- Material for the task:

- Opening Delimiter -

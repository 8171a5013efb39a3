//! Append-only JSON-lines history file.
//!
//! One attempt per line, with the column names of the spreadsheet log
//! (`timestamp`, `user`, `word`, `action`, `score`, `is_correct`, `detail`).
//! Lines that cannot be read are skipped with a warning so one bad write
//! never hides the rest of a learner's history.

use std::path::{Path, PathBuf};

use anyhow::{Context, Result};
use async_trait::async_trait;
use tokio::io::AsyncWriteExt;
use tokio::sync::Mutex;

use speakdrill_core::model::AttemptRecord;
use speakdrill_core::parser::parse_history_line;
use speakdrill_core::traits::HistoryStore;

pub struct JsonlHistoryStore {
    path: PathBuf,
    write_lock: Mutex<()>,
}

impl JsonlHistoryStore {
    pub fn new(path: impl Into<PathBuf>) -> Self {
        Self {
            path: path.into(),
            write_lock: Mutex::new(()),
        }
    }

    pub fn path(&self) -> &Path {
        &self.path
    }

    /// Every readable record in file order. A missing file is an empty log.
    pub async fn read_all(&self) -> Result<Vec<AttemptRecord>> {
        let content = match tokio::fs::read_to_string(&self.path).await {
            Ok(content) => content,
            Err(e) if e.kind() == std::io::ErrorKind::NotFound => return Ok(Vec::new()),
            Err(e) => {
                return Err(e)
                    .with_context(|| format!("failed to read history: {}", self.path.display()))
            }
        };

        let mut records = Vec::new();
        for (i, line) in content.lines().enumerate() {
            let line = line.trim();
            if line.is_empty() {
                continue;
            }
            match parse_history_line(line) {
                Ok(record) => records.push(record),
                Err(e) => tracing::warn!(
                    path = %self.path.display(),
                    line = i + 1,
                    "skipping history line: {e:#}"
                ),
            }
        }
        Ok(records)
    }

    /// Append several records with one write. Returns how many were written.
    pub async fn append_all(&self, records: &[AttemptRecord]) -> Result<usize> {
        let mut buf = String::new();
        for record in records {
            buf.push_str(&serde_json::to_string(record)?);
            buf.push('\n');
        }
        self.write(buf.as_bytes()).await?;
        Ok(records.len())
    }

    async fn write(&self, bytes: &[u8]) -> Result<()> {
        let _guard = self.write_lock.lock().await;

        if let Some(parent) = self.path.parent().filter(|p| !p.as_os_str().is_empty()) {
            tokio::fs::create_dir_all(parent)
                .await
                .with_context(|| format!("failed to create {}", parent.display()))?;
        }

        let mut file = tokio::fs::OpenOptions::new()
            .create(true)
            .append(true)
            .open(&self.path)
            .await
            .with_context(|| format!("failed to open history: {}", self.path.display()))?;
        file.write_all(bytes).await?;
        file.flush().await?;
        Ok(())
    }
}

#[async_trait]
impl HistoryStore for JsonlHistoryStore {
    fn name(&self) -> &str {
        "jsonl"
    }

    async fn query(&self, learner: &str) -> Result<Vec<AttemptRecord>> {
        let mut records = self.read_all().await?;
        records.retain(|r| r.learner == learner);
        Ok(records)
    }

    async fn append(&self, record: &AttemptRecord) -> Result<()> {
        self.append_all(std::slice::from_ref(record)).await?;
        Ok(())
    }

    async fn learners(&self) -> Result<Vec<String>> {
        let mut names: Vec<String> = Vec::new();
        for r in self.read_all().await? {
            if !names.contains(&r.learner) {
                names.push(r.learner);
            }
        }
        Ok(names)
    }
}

- Closing Delimiter -
- Opening Delimiter -

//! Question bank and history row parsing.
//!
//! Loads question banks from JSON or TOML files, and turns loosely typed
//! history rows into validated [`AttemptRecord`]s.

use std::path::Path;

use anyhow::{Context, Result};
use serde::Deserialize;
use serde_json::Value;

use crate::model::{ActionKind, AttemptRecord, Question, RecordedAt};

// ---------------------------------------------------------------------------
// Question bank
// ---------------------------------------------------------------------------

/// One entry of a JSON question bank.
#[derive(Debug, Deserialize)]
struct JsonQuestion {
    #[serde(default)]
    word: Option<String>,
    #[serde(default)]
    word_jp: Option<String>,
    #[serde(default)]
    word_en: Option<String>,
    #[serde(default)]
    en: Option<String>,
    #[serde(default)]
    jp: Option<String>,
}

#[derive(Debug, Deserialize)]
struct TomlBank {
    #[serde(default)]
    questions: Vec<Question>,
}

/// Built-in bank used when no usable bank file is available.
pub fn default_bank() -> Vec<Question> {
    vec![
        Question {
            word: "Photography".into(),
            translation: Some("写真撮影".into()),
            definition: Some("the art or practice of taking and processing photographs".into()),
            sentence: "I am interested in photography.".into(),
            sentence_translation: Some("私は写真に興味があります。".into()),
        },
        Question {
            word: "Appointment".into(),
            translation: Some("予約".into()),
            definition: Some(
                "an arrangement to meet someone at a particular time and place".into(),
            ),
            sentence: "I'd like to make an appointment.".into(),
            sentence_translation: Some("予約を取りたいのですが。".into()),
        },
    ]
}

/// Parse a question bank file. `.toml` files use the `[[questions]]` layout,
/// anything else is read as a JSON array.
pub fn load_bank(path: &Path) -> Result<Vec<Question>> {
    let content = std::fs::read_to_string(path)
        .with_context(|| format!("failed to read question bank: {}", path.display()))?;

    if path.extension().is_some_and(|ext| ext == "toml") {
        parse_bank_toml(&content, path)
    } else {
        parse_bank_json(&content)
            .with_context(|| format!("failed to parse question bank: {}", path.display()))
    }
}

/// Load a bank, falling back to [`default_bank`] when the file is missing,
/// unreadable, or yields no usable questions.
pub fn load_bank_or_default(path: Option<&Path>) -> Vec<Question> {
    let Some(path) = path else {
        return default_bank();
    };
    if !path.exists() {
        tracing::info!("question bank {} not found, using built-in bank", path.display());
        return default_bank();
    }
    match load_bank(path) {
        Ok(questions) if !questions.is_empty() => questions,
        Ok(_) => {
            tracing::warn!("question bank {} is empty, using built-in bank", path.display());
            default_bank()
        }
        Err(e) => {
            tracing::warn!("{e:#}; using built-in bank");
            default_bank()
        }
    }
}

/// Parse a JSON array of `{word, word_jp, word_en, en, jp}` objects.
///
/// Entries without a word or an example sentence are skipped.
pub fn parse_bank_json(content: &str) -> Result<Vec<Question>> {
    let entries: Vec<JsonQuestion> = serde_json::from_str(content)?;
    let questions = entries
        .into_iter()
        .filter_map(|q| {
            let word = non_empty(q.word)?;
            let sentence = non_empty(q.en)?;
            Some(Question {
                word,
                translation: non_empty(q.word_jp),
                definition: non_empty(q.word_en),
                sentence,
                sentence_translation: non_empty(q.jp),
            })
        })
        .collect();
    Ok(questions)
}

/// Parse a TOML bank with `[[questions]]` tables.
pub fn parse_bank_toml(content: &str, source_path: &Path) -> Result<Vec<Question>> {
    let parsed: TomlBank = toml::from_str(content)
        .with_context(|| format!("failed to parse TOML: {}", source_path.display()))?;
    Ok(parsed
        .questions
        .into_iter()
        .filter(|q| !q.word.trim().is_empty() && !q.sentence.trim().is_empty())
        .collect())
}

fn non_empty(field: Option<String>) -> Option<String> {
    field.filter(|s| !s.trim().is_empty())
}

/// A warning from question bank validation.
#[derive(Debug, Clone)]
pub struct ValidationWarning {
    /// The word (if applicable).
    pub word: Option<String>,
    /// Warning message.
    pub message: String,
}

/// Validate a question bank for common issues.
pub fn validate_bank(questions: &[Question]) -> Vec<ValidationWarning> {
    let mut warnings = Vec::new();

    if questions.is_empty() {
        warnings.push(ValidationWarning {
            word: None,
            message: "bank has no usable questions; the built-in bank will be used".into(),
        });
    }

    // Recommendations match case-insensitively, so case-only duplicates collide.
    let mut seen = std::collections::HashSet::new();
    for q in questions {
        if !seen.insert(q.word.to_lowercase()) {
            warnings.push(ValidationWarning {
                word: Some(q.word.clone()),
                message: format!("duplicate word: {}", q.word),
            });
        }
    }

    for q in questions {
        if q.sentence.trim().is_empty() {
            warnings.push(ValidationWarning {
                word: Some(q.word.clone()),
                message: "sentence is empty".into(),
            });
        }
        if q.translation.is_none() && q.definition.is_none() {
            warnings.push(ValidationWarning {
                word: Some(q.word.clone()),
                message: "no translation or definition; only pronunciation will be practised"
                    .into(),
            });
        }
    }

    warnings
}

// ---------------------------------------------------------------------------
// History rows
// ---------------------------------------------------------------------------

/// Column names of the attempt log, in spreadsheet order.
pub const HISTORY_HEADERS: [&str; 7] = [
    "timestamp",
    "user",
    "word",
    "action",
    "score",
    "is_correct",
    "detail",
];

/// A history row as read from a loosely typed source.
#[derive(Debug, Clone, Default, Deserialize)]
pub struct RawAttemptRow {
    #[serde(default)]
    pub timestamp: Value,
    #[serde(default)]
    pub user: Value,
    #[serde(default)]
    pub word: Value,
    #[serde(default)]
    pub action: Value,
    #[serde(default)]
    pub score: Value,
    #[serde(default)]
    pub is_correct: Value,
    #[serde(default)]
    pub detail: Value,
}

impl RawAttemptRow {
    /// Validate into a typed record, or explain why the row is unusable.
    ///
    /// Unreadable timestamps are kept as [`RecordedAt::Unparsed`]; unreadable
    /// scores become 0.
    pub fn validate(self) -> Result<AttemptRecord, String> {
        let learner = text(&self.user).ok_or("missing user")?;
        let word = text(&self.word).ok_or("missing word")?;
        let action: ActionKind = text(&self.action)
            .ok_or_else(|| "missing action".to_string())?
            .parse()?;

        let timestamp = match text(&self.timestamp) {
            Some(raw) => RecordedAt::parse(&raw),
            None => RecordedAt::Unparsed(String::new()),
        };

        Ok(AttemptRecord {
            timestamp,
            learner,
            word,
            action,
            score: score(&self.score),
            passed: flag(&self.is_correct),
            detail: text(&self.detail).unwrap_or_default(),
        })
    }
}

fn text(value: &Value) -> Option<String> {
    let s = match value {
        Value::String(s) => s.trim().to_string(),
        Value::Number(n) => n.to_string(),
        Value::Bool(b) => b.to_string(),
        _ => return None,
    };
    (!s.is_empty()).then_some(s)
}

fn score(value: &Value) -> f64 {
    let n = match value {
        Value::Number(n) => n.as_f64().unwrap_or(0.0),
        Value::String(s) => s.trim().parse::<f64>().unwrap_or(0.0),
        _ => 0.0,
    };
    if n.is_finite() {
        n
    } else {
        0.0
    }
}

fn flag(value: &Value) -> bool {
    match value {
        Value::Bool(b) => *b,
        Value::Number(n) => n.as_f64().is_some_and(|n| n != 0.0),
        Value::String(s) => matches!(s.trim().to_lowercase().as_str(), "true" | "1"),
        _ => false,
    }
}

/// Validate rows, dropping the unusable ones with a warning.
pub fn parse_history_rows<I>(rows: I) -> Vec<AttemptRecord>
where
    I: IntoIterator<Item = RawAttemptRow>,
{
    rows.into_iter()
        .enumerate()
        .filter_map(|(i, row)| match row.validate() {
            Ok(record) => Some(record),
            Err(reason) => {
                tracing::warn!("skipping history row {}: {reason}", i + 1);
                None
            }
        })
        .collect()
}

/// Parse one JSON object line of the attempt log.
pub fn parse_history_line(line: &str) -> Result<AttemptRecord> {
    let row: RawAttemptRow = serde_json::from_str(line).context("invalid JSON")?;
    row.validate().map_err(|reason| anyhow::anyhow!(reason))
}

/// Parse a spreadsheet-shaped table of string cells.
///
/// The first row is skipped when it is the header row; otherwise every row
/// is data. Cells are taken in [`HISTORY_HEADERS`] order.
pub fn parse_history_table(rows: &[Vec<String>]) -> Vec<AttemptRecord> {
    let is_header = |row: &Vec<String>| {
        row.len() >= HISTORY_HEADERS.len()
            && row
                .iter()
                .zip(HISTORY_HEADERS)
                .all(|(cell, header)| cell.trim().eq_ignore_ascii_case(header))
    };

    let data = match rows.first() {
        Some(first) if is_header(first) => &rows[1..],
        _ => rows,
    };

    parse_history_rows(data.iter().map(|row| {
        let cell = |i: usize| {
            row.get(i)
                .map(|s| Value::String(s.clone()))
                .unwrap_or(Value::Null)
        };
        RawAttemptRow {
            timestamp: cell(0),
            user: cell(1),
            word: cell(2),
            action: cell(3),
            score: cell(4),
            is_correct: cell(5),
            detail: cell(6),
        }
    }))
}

- Closing Delimiter -

- Assignment: Could you restate word for word the lines above from the one containing "#[derive(Debug, Clone)]" through the one containing "in spreadsheet order.", both included, and nothing else?

- Task answer:
#[derive(Debug, Clone)]
pub struct ValidationWarning {
    /// The word (if applicable).
    pub word: Option<String>,
    /// Warning message.
    pub message: String,
}

/// Validate a question bank for common issues.
pub fn validate_bank(questions: &[Question]) -> Vec<ValidationWarning> {
    let mut warnings = Vec::new();

    if questions.is_empty() {
        warnings.push(ValidationWarning {
            word: None,
            message: "bank has no usable questions; the built-in bank will be used".into(),
        });
    }

    // Recommendations match case-insensitively, so case-only duplicates collide.
    let mut seen = std::collections::HashSet::new();
    for q in questions {
        if !seen.insert(q.word.to_lowercase()) {
            warnings.push(ValidationWarning {
                word: Some(q.word.clone()),
                message: format!("duplicate word: {}", q.word),
            });
        }
    }

    for q in questions {
        if q.sentence.trim().is_empty() {
            warnings.push(ValidationWarning {
                word: Some(q.word.clone()),
                message: "sentence is empty".into(),
            });
        }
        if q.translation.is_none() && q.definition.is_none() {
            warnings.push(ValidationWarning {
                word: Some(q.word.clone()),
                message: "no translation or definition; only pronunciation will be practised"
                    .into(),
            });
        }
    }

    warnings
}

// ---------------------------------------------------------------------------
// History rows
// ---------------------------------------------------------------------------

/// Column names of the attempt log, in spreadsheet order.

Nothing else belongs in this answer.